Grouper iridovirus in Taiwan (TGIV) is a major pathogen in marine fish aquaculture. Currently, diagnosis of TGIV infection relies mainly on histopathological examination. In this study, we present the first nested polymerase chain reaction (PCR) designed for early detection of TGIV. The detection limit of this method is 50 femtograms (fg; 1 fg = 10[super]-15 g) of target DNA extracted from infected fish DNA, 0.5 fg (100 copies) of plasmid DNA with the target viral insert, and 0.05 fg (10 copies) of plasmid DNA in the presence of 50 ng of fish DNA in a 25- mu L PCR setup. There was no amplification of DNA from healthy fish or from fish with lymphocystis disease.
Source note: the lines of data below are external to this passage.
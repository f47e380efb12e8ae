use crate::shortcode::ShortCode;
use std::collections::HashSet;
use thiserror::Error;
use typed_builder::TypedBuilder;

pub const MIN_LENGTH: usize = 3;
pub const MAX_LENGTH: usize = 32;

/// Words that can never be claimed as custom aliases.
pub const DEFAULT_RESERVED: &[&str] = &[
    "about", "admin", "api", "create", "delete", "edit", "health", "list", "login", "logout",
    "static",
];

/// Why a custom alias was rejected.
#[derive(Debug, Clone, PartialEq, Eq, Error)]
pub enum AliasViolation {
    #[error("alias must not be blank")]
    NullOrBlank,
    #[error("alias must be at least {min} characters, got {actual}")]
    TooShort { min: usize, actual: usize },
    #[error("alias must be at most {max} characters, got {actual}")]
    TooLong { max: usize, actual: usize },
    #[error("alias must contain only alphanumeric characters, hyphens, or underscores: '{0}'")]
    InvalidChars(String),
    #[error("alias '{0}' is reserved")]
    Reserved(String),
}

impl AliasViolation {
    /// Stable reason code for this violation.
    pub fn reason_code(&self) -> &'static str {
        match self {
            Self::NullOrBlank => "NULL_OR_BLANK",
            Self::TooShort { .. } => "TOO_SHORT",
            Self::TooLong { .. } => "TOO_LONG",
            Self::InvalidChars(_) => "INVALID_CHARS",
            Self::Reserved(_) => "RESERVED",
        }
    }
}

/// Validation rules for caller-chosen aliases.
///
/// Checks run in a fixed order and the first failure wins:
/// blank, too short, too long, invalid characters, reserved word.
#[derive(Debug, Clone, TypedBuilder)]
pub struct AliasPolicy {
    #[builder(default = MIN_LENGTH)]
    min_length: usize,
    #[builder(default = MAX_LENGTH)]
    max_length: usize,
    /// Matched case-insensitively.
    #[builder(default = default_reserved())]
    reserved: HashSet<String>,
}

fn default_reserved() -> HashSet<String> {
    DEFAULT_RESERVED.iter().map(|w| w.to_string()).collect()
}

impl Default for AliasPolicy {
    fn default() -> Self {
        Self::builder().build()
    }
}

impl AliasPolicy {
    pub fn validate(&self, alias: &str) -> Result<(), AliasViolation> {
        if alias.trim().is_empty() {
            return Err(AliasViolation::NullOrBlank);
        }

        let length = alias.chars().count();
        if length < self.min_length {
            return Err(AliasViolation::TooShort {
                min: self.min_length,
                actual: length,
            });
        }
        if length > self.max_length {
            return Err(AliasViolation::TooLong {
                max: self.max_length,
                actual: length,
            });
        }

        if !alias
            .chars()
            .all(|c| c.is_ascii_alphanumeric() || c == '-' || c == '_')
        {
            return Err(AliasViolation::InvalidChars(alias.to_string()));
        }

        if self.is_reserved(alias) {
            return Err(AliasViolation::Reserved(alias.to_string()));
        }

        Ok(())
    }

    pub fn normalize(&self, alias: &str) -> ShortCode {
        ShortCode::normalize(alias)
    }

    /// Validates and normalizes in one step.
    pub fn parse(&self, alias: &str) -> Result<ShortCode, AliasViolation> {
        self.validate(alias)?;
        Ok(self.normalize(alias))
    }

    pub fn is_reserved(&self, alias: &str) -> bool {
        self.reserved.iter().any(|w| w.eq_ignore_ascii_case(alias))
    }
}
use crate::shortcode::ShortCode;
use jiff::Timestamp;
use serde::{Deserialize, Serialize};
use typed_builder::TypedBuilder;

/// A stored mapping from a short code to its original URL.
#[derive(Debug, Clone, PartialEq, Eq, Serialize, Deserialize)]
pub struct MappingRecord {
    /// Normalized unique key. Never changes once created.
    pub short_code: ShortCode,
    /// The original URL that was shortened.
    pub original_url: String,
    /// Set once at creation.
    pub created_at: Timestamp,
    /// When the record expires, if ever.
    pub expires_at: Option<Timestamp>,
}

impl MappingRecord {
    /// A record is expired once its expiry lies strictly before `now`.
    pub fn is_expired_at(&self, now: Timestamp) -> bool {
        self.expires_at.is_some_and(|expires_at| expires_at < now)
    }

    pub fn is_active_at(&self, now: Timestamp) -> bool {
        !self.is_expired_at(now)
    }

    /// Returns a copy with `patch` applied. Key and creation time are kept.
    pub fn patched(&self, patch: &MappingPatch) -> Self {
        Self {
            short_code: self.short_code.clone(),
            original_url: patch
                .original_url
                .clone()
                .unwrap_or_else(|| self.original_url.clone()),
            created_at: self.created_at,
            expires_at: match patch.expires_at {
                ExpiryPatch::Keep => self.expires_at,
                ExpiryPatch::Clear => None,
                ExpiryPatch::Set(at) => Some(at),
            },
        }
    }
}

/// How an edit treats the expiry of a record.
#[derive(Debug, Clone, Copy, Default, PartialEq, Eq)]
pub enum ExpiryPatch {
    /// Leave the current expiry untouched.
    #[default]
    Keep,
    /// Remove the expiry; the record never expires.
    Clear,
    /// Replace the expiry.
    Set(Timestamp),
}

impl From<Option<Timestamp>> for ExpiryPatch {
    /// `None` keeps the current value.
    fn from(value: Option<Timestamp>) -> Self {
        value.map_or(Self::Keep, Self::Set)
    }
}

/// A partial update of a mapping. Omitted fields keep their prior values.
#[derive(Debug, Clone, Default, PartialEq, Eq, TypedBuilder)]
pub struct MappingPatch {
    #[builder(default, setter(strip_option, into))]
    pub original_url: Option<String>,
    #[builder(default, setter(into))]
    pub expires_at: ExpiryPatch,
}

impl MappingPatch {
    pub fn is_empty(&self) -> bool {
        self.original_url.is_none() && self.expires_at == ExpiryPatch::Keep
    }
}

#[cfg(test)]
mod tests {
    use super::*;
    use jiff::SignedDuration;

    fn record(expires_at: Option<Timestamp>) -> MappingRecord {
        MappingRecord {
            short_code: ShortCode::normalize("abc"),
            original_url: "https://example.com".to_string(),
            created_at: Timestamp::from_second(1_000).unwrap(),
            expires_at,
        }
    }

    #[test]
    fn no_expiry_is_always_active() {
        let now = Timestamp::now();
        assert!(record(None).is_active_at(now));
        assert!(!record(None).is_expired_at(now));
    }

    #[test]
    fn expiry_before_now_is_expired() {
        let now = Timestamp::from_second(10_000).unwrap();
        let rec = record(Some(now - SignedDuration::from_secs(1)));
        assert!(rec.is_expired_at(now));
        assert!(!rec.is_active_at(now));
    }

    #[test]
    fn expiry_equal_to_now_is_still_active() {
        let now = Timestamp::from_second(10_000).unwrap();
        assert!(record(Some(now)).is_active_at(now));
    }

    #[test]
    fn patch_keeps_omitted_fields() {
        let expiry = Timestamp::from_second(5_000).unwrap();
        let original = record(Some(expiry));

        let patched = original.patched(&MappingPatch::builder().original_url("https://new.example").build());
        assert_eq!(patched.original_url, "https://new.example");
        assert_eq!(patched.expires_at, Some(expiry));
        assert_eq!(patched.created_at, original.created_at);
        assert_eq!(patched.short_code, original.short_code);
    }

    #[test]
    fn patch_can_clear_or_set_expiry() {
        let expiry = Timestamp::from_second(5_000).unwrap();
        let original = record(Some(expiry));

        let cleared = original.patched(&MappingPatch::builder().expires_at(ExpiryPatch::Clear).build());
        assert_eq!(cleared.expires_at, None);
        assert_eq!(cleared.original_url, original.original_url);

        let later = Timestamp::from_second(9_000).unwrap();
        let moved = original.patched(&MappingPatch::builder().expires_at(Some(later)).build());
        assert_eq!(moved.expires_at, Some(later));
    }

    #[test]
    fn empty_patch() {
        assert!(MappingPatch::default().is_empty());
        assert!(!MappingPatch::builder().expires_at(ExpiryPatch::Clear).build().is_empty());
    }
}
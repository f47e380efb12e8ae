//! Command-line administration for a linkforge mapping store.
//!
//! The binary parses [`cli::Cli`], opens a file-backed store and hands the
//! subcommand to [`command::execute`].

pub mod cli;
pub mod command;

pub use cli::Cli;
pub use command::execute;
use crate::error::Base62Error;

/// The 62-symbol alphabet used for generated codes: digits, lowercase, uppercase.
pub const ALPHABET: &[u8; 62] = b"0123456789abcdefghijklmnopqrstuvwxyzABCDEFGHIJKLMNOPQRSTUVWXYZ";

const BASE: u64 = ALPHABET.len() as u64;

/// Encodes a non-negative integer as a base62 string.
///
/// `0` encodes to the first symbol of [`ALPHABET`]. Negative values are rejected.
///
/// # Examples
///
/// ```
/// use linkforge_core::base62;
///
/// assert_eq!(base62::encode(0).unwrap(), "0");
/// assert_eq!(base62::encode(62).unwrap(), "10");
/// assert!(base62::encode(-1).is_err());
/// ```
pub fn encode(value: i64) -> Result<String, Base62Error> {
    let value = u64::try_from(value).map_err(|_| Base62Error::Negative(value))?;
    Ok(encode_unsigned(value))
}

fn encode_unsigned(mut value: u64) -> String {
    if value == 0 {
        return (ALPHABET[0] as char).to_string();
    }

    // u64::MAX needs 11 symbols in base62.
    let mut buf = Vec::with_capacity(11);
    while value > 0 {
        buf.push(ALPHABET[(value % BASE) as usize]);
        value /= BASE;
    }
    buf.reverse();

    // Every byte comes from the ASCII alphabet.
    buf.into_iter().map(char::from).collect()
}

/// Decodes a base62 string produced by [`encode`].
///
/// Rejects empty input, symbols outside [`ALPHABET`], and values above `i64::MAX`.
pub fn decode(input: &str) -> Result<i64, Base62Error> {
    if input.is_empty() {
        return Err(Base62Error::Empty);
    }

    let mut value: i64 = 0;
    for (position, c) in input.chars().enumerate() {
        let digit = symbol_value(c).ok_or(Base62Error::InvalidSymbol { symbol: c, position })?;
        value = value
            .checked_mul(BASE as i64)
            .and_then(|v| v.checked_add(digit))
            .ok_or_else(|| Base62Error::Overflow(input.to_string()))?;
    }
    Ok(value)
}

fn symbol_value(c: char) -> Option<i64> {
    let v = match c {
        '0'..='9' => c as u8 - b'0',
        'a'..='z' => c as u8 - b'a' + 10,
        'A'..='Z' => c as u8 - b'A' + 36,
        _ => return None,
    };
    Some(i64::from(v))
}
In contrast, the TGIV PCR resulted in the diagnostic amplicons of 1,339 base pairs (bp; round 1) and 305 bp (round 2) from both mildly and severely infected fish. Diagnostic amplicons were amplified from naturally infected hybrids of Malabar grouper Epinephelus malabaricus and red-spotted grouper E. akaara, giant seaperch Lates calcarifer, and largemouth bass Micropterus salmoides. The PCR detected TGIV infection in experimentally infected groupers at 1 d postchallenge, 2 d earlier than current histological examination. An in situ hybridization test using labeled primers from the TGIV PCR assay as probes detected virus-infected enlarged cells in hematopoietic tissues. The PCR procedure was proven to be a quick, reliable, and sensitive tool in TGIV detection. Several other primers designed for largemouth bass virus or red seabream Pagellus bogaraveo iridovirus were also tested. These PCR results and sequence analysis of the amplicons obtained by using the TGIV PCR assay suggest that the etiological agents infecting giant seaperch and largemouth bass might be the same and related to but distinct from TGIV.